I have a dataset of around 3000 positive and 1500 negative samples, with around 1000 features. All features are real number. I want to train a randomForest classifier with "randomForest" R package.

The problem is that I want a classifier with 100% precision (TP / TP+FP) on training dataset. However, I can hardly achieve this by adjusting the $votes in the trained random Forest.

I wonder if anybody have experience or have any idea on such kind of problem? If you have any clue, please give me some hint. Thanks in advance!

I am open to any other machine learning method, if it promise me 100% precision.

1
Recall = TP/(TP + FN). Precision = TP/(TP + FP). en.wikipedia.org/wiki/…Steve Tjoa

1 Answers

1
votes

If you haven't been able to do it by modifying your votes fraction threshold, then you'll have to somehow modify the trees themselves.
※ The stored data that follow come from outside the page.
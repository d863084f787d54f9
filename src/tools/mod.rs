pub mod args;
pub mod definitions;
pub mod dispatcher;

pub use args::{decode_arguments, DecodeError, SqlArguments};
pub use definitions::{format_tools_for_llm, EXECUTE_SQL_TOOL};
pub use dispatcher::{ToolDispatcher, ToolExecution, ToolResult};
use serde::Serialize;
use std::fmt;

/// Statement kinds the gateway is willing to run.
#[derive(Debug, Clone, Copy, PartialEq, Eq, Serialize)]
#[serde(rename_all = "UPPERCASE")]
pub enum SqlOperation {
    Select,
    Update,
    Insert,
}

impl SqlOperation {
    pub const ALL: [SqlOperation; 3] = [SqlOperation::Select, SqlOperation::Update, SqlOperation::Insert];

    pub fn as_str(&self) -> &'static str {
        match self {
            SqlOperation::Select => "SELECT",
            SqlOperation::Update => "UPDATE",
            SqlOperation::Insert => "INSERT",
        }
    }

    pub fn from_keyword(keyword: &str) -> Option<Self> {
        Self::ALL
            .into_iter()
            .find(|op| op.as_str().eq_ignore_ascii_case(keyword))
    }
}

impl fmt::Display for SqlOperation {
    fn fmt(&self, f: &mut fmt::Formatter<'_>) -> fmt::Result {
        f.write_str(self.as_str())
    }
}

/// Checked in this order; the first hit is the one reported.
pub const BLOCKED_KEYWORDS: [&str; 9] = [
    "DROP",
    "DELETE",
    "TRUNCATE",
    "ALTER",
    "CREATE",
    "GRANT",
    "REVOKE",
    "EXEC",
    "EXECUTE PROCEDURE",
];

pub const DEFAULT_ALLOWED_TABLES: [&str; 5] = [
    "funded_deals",
    "reps",
    "commission_payouts",
    "commission_payout_reps",
    "lenders",
];

/// Schema under which unqualified tables live; other schemas are never reachable.
pub const DEFAULT_SCHEMA: &str = "public";
//! In-process stand-in for the Ollama generate endpoint.

use axum::extract::State;
use axum::http::StatusCode;
use axum::routing::post;
use axum::{Json, Router};
use serde_json::{Value, json};
use std::net::SocketAddr;
use std::sync::{Arc, Mutex};
use std::time::Duration;
use tokio::net::TcpListener;
use tokio::task::JoinHandle;

#[derive(Clone)]
enum Reply {
    Fixed(StatusCode, Value),
    Echo,
    Stall(Duration),
}

#[derive(Clone)]
struct MockState {
    reply: Reply,
    last: Arc<Mutex<Option<Value>>>,
}

pub struct MockBackend {
    addr: SocketAddr,
    last: Arc<Mutex<Option<Value>>>,
    task: JoinHandle<()>,
}

impl MockBackend {
    pub async fn replying(status: u16, body: Value) -> Self {
        let status = StatusCode::from_u16(status).expect("valid status");
        Self::start(Reply::Fixed(status, body)).await
    }

    /// Answers `echo: <prompt>`; the prompt "first" is answered last.
    pub async fn echoing() -> Self {
        Self::start(Reply::Echo).await
    }

    /// Holds every request for `delay` before answering.
    pub async fn stalling(delay: Duration) -> Self {
        Self::start(Reply::Stall(delay)).await
    }

    async fn start(reply: Reply) -> Self {
        let last = Arc::new(Mutex::new(None));
        let state = MockState {
            reply,
            last: Arc::clone(&last),
        };
        let app = Router::new()
            .route("/api/generate", post(generate))
            .with_state(state);

        let listener = TcpListener::bind("127.0.0.1:0").await.expect("bind");
        let addr = listener.local_addr().expect("addr");
        let task = tokio::spawn(async move {
            axum::serve(listener, app).await.expect("mock backend");
        });

        Self { addr, last, task }
    }

    pub fn url(&self) -> String {
        format!("http://{}", self.addr)
    }

    pub fn last_request(&self) -> Option<Value> {
        self.last.lock().expect("lock poisoned").clone()
    }
}

impl Drop for MockBackend {
    fn drop(&mut self) {
        self.task.abort();
    }
}

async fn generate(State(state): State<MockState>, Json(body): Json<Value>) -> (StatusCode, Json<Value>) {
    *state.last.lock().expect("lock poisoned") = Some(body.clone());

    match state.reply {
        Reply::Fixed(status, value) => (status, Json(value)),
        Reply::Echo => {
            let prompt = body["prompt"].as_str().unwrap_or_default().to_string();
            if prompt == "first" {
                tokio::time::sleep(Duration::from_millis(100)).await;
            }
            (StatusCode::OK, Json(json!({ "response": format!("echo: {prompt}") })))
        }
        Reply::Stall(delay) => {
            tokio::time::sleep(delay).await;
            (StatusCode::OK, Json(json!({ "response": "too late" })))
        }
    }
}

/// A URL on a port nothing is listening on.
pub async fn unused_local_url() -> String {
    let listener = TcpListener::bind("127.0.0.1:0").await.expect("bind");
    let addr = listener.local_addr().expect("addr");
    drop(listener);
    format!("http://{addr}")
}
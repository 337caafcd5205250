use super::FieldKind::{Date, Text, TextArea};
use super::{FieldSpec, FieldValues, Icon, Template};

pub(super) static BUILTIN: [Template; 6] = [
    Template {
        id: "official-email",
        title: "Official Email",
        description: "Professional email for business correspondence.",
        icon: Icon::Mail,
        fields: &[
            FieldSpec::required("recipientName", "Recipient Name", Text),
            FieldSpec::required("companyName", "Company Name", Text),
            FieldSpec::required("subject", "Subject", Text),
            FieldSpec::required("message", "Message Body", TextArea),
            FieldSpec::required("senderName", "Your Name", Text),
            FieldSpec::required("senderTitle", "Your Job Title", Text),
        ],
        prompt: official_email,
    },
    Template {
        id: "emergency-leave",
        title: "Emergency Leave Request",
        description: "Formal emergency leave email.",
        icon: Icon::AlertCircle,
        fields: &[
            FieldSpec::required("managerName", "Manager Name", Text),
            FieldSpec::required("startDate", "Start Date", Date),
            FieldSpec::required("endDate", "End Date", Date),
            FieldSpec::required("reason", "Reason", TextArea),
            FieldSpec::required("senderName", "Your Name", Text),
        ],
        prompt: emergency_leave,
    },
    Template {
        id: "annual-leave",
        title: "Annual Leave Request",
        description: "Formal request for planned annual leave.",
        icon: Icon::Mail,
        fields: &[
            FieldSpec::required("managerName", "Manager Name", Text),
            FieldSpec::required("startDate", "Start Date", Date),
            FieldSpec::required("endDate", "End Date", Date),
            FieldSpec::optional("reason", "Reason (Optional)", TextArea),
            FieldSpec::required("senderName", "Your Name", Text),
        ],
        prompt: annual_leave,
    },
    Template {
        id: "medical-leave",
        title: "Medical Leave Submission",
        description: "Email to submit a medical certificate and request leave.",
        icon: Icon::Stethoscope,
        fields: &[
            FieldSpec::required("managerName", "Manager Name", Text),
            FieldSpec::required("mcDate", "Date of MC", Date),
            FieldSpec::optional("diagnosis", "Diagnosis / Reason (Optional)", Text),
            FieldSpec::required("senderName", "Your Name", Text),
        ],
        prompt: medical_leave,
    },
    Template {
        id: "meeting-minutes",
        title: "Meeting Minutes",
        description: "Record notes and decisions from a meeting.",
        icon: Icon::Clipboard,
        fields: &[
            FieldSpec::required("meetingTitle", "Meeting Title", Text),
            FieldSpec::required("date", "Date", Date),
            FieldSpec::required("attendees", "Attendees", TextArea),
            FieldSpec::required("agenda", "Agenda Items", TextArea),
            FieldSpec::required("decisions", "Key Decisions", TextArea),
            FieldSpec::required("actionItems", "Action Items", TextArea),
        ],
        prompt: meeting_minutes,
    },
    Template {
        id: "project-update",
        title: "Project Update",
        description: "Send a quick update on project progress.",
        icon: Icon::Clipboard,
        fields: &[
            FieldSpec::required("recipientName", "Recipient Name", Text),
            FieldSpec::required("projectName", "Project Name", Text),
            FieldSpec::required("progress", "Progress Summary", TextArea),
            FieldSpec::required("nextSteps", "Next Steps", TextArea),
            FieldSpec::required("senderName", "Your Name", Text),
        ],
        prompt: project_update,
    },
];

fn official_email(v: &FieldValues) -> String {
    format!(
        "Write a professional email with the following details:\n\n\
         Recipient: {}\n\
         Company: {}\n\
         Subject: {}\n\
         Message: {}\n\
         Sender: {}, {}",
        v.get("recipientName"),
        v.get("companyName"),
        v.get("subject"),
        v.get("message"),
        v.get("senderName"),
        v.get("senderTitle"),
    )
}

fn emergency_leave(v: &FieldValues) -> String {
    leave_request("Write a formal emergency leave email:", v, v.get("reason"))
}

fn annual_leave(v: &FieldValues) -> String {
    leave_request("Write a formal annual leave request email:", v, v.or_na("reason"))
}

fn leave_request(header: &str, v: &FieldValues, reason: &str) -> String {
    format!(
        "{header}\n\n\
         Manager: {}\n\
         From: {}\n\
         Leave period: {} to {}\n\
         Reason: {reason}",
        v.get("managerName"),
        v.get("senderName"),
        v.get("startDate"),
        v.get("endDate"),
    )
}

fn medical_leave(v: &FieldValues) -> String {
    format!(
        "Write a medical leave email:\n\n\
         Manager: {}\n\
         From: {}\n\
         MC Date: {}\n\
         Diagnosis / Reason: {}",
        v.get("managerName"),
        v.get("senderName"),
        v.get("mcDate"),
        v.or_na("diagnosis"),
    )
}

fn meeting_minutes(v: &FieldValues) -> String {
    format!(
        "Write meeting minutes:\n\n\
         Meeting: {}\n\
         Date: {}\n\
         Attendees: {}\n\
         Agenda: {}\n\
         Decisions: {}\n\
         Action Items: {}",
        v.get("meetingTitle"),
        v.get("date"),
        v.get("attendees"),
        v.get("agenda"),
        v.get("decisions"),
        v.get("actionItems"),
    )
}

fn project_update(v: &FieldValues) -> String {
    format!(
        "Write a project update email:\n\n\
         To: {}\n\
         Project: {}\n\
         Progress: {}\n\
         Next Steps: {}\n\
         From: {}",
        v.get("recipientName"),
        v.get("projectName"),
        v.get("progress"),
        v.get("nextSteps"),
        v.get("senderName"),
    )
}

#[cfg(test)]
mod tests {
    use super::*;

    #[test]
    fn emergency_leave_layout() {
        let values: FieldValues = [
            ("managerName", "Dana"),
            ("startDate", "2026-10-20"),
            ("endDate", "2026-10-22"),
            ("reason", "Family emergency"),
            ("senderName", "Sam"),
        ]
        .into_iter()
        .collect();

        assert_eq!(
            emergency_leave(&values),
            "Write a formal emergency leave email:\n\n\
             Manager: Dana\n\
             From: Sam\n\
             Leave period: 2026-10-20 to 2026-10-22\n\
             Reason: Family emergency"
        );
    }

    #[test]
    fn sender_line_joins_name_and_title() {
        let values: FieldValues = [("senderName", "Bob"), ("senderTitle", "Manager")]
            .into_iter()
            .collect();
        assert!(official_email(&values).ends_with("Sender: Bob, Manager"));
    }
}
use crate::ai::client::OllamaClient;
use crate::catalog::{Catalog, FieldValues, Template};
use crate::config::RelayConfig;
use crate::error::{AppError, CatalogError, ConfigError, GenerationError};
use axum::extract::{Path, State};
use axum::http::header::CONTENT_TYPE;
use axum::http::{HeaderValue, Method, StatusCode};
use axum::response::{IntoResponse, Response};
use axum::routing::{get, post};
use axum::{Json, Router};
use serde::{Deserialize, Serialize};
use std::sync::Arc;
use thiserror::Error;
use tokio::net::TcpListener;
use tower_http::cors::{AllowOrigin, CorsLayer};

/// The only failure text a caller ever sees for a relayed generation.
pub const GENERATION_FAILED: &str =
    "Failed to generate content. Make sure the relay and Ollama are running.";

#[derive(Clone)]
pub struct AppState {
    catalog: Arc<Catalog>,
    client: OllamaClient,
}

impl AppState {
    pub fn new(catalog: Catalog, client: OllamaClient) -> Self {
        Self {
            catalog: Arc::new(catalog),
            client,
        }
    }
}

#[derive(Debug, Error)]
pub enum ApiError {
    #[error(transparent)]
    Catalog(#[from] CatalogError),

    #[error(transparent)]
    Generation(#[from] GenerationError),
}

impl IntoResponse for ApiError {
    fn into_response(self) -> Response {
        let (status, message) = match &self {
            ApiError::Catalog(e @ CatalogError::TemplateNotFound(_)) => {
                (StatusCode::NOT_FOUND, e.to_string())
            }
            ApiError::Catalog(e @ CatalogError::MissingFields(_)) => {
                (StatusCode::BAD_REQUEST, e.to_string())
            }
            ApiError::Generation(_) => {
                (StatusCode::INTERNAL_SERVER_ERROR, GENERATION_FAILED.to_string())
            }
        };
        log::warn!("{} -> {}", self, status);
        (status, Json(ErrorResponse { error: message })).into_response()
    }
}

#[derive(Deserialize)]
struct GenerateRequest {
    prompt: String,
}

#[derive(Deserialize)]
struct ValuesRequest {
    #[serde(default)]
    values: FieldValues,
}

#[derive(Serialize)]
struct GenerateResponse {
    output: String,
}

#[derive(Serialize)]
struct RenderResponse {
    prompt: String,
}

#[derive(Serialize)]
struct ErrorResponse {
    error: String,
}

#[derive(Serialize)]
struct HealthResponse {
    status: &'static str,
    model: String,
}

pub fn router(state: AppState, allowed_origin: &str) -> Result<Router, ConfigError> {
    let origin: HeaderValue = allowed_origin
        .parse()
        .map_err(|_| ConfigError::InvalidOrigin(allowed_origin.to_string()))?;

    let cors = CorsLayer::new()
        .allow_origin(AllowOrigin::list([origin]))
        .allow_methods([Method::GET, Method::POST])
        .allow_headers([CONTENT_TYPE]);

    Ok(Router::new()
        .route("/health", get(health))
        .route("/generate", post(generate))
        .route("/templates", get(list_templates))
        .route("/templates/{id}", get(get_template))
        .route("/templates/{id}/render", post(render_template))
        .route("/templates/{id}/generate", post(generate_from_template))
        .layer(cors)
        .with_state(state))
}

pub async fn serve(config: &RelayConfig, catalog: Catalog) -> Result<(), AppError> {
    let addr = config.bind_addr()?;
    let state = AppState::new(catalog, OllamaClient::new(config)?);
    let app = router(state, &config.allowed_origin)?;

    let listener = TcpListener::bind(addr).await?;
    log::info!("🚀 Relay running on http://{addr}");
    log::info!("   -> Backend: {} ({})", config.generate_url(), config.model);
    log::info!("   -> Allowed origin: {}", config.allowed_origin);

    axum::serve(listener, app)
        .with_graceful_shutdown(shutdown_signal())
        .await?;
    Ok(())
}

async fn shutdown_signal() {
    if let Err(e) = tokio::signal::ctrl_c().await {
        log::error!("Failed to listen for shutdown signal: {e}");
        std::future::pending::<()>().await;
    }
    log::info!("Shutting down");
}

async fn health(State(state): State<AppState>) -> Json<HealthResponse> {
    Json(HealthResponse {
        status: "ok",
        model: state.client.model().to_string(),
    })
}

async fn generate(
    State(state): State<AppState>,
    Json(body): Json<GenerateRequest>,
) -> Result<Json<GenerateResponse>, ApiError> {
    let output = state.client.generate(&body.prompt).await?;
    Ok(Json(GenerateResponse { output }))
}

async fn list_templates(State(state): State<AppState>) -> Json<Vec<Template>> {
    Json(state.catalog.list().to_vec())
}

async fn get_template(
    State(state): State<AppState>,
    Path(id): Path<String>,
) -> Result<Json<Template>, ApiError> {
    Ok(Json(*state.catalog.find(&id)?))
}

async fn render_template(
    State(state): State<AppState>,
    Path(id): Path<String>,
    Json(body): Json<ValuesRequest>,
) -> Result<Json<RenderResponse>, ApiError> {
    let prompt = state.catalog.find(&id)?.render_validated(&body.values)?;
    Ok(Json(RenderResponse { prompt }))
}

async fn generate_from_template(
    State(state): State<AppState>,
    Path(id): Path<String>,
    Json(body): Json<ValuesRequest>,
) -> Result<Json<GenerateResponse>, ApiError> {
    let prompt = state.catalog.find(&id)?.render_validated(&body.values)?;
    log::info!("📝 Generating '{id}'");
    let output = state.client.generate(&prompt).await?;
    Ok(Json(GenerateResponse { output }))
}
One way to do this is to actually train weighted trees. Unfortunately, I dont' have a pointer right now for this, but this is similar to what's done in the Viola/Jones paper here (but they do it for boosting.)

(One second thought have you looked at the parameter: classwt that has the comment "Priors of the classes. Need not add up to one. Ignored for regression.") on this page?

One quick point: false positive rate doesn't equal FP / (FP + TP). It's really FP / (FP + TN) or equivalently FP / "actual negatives" because you really only want to consider how many false positives are detected as functions of the actual negatives.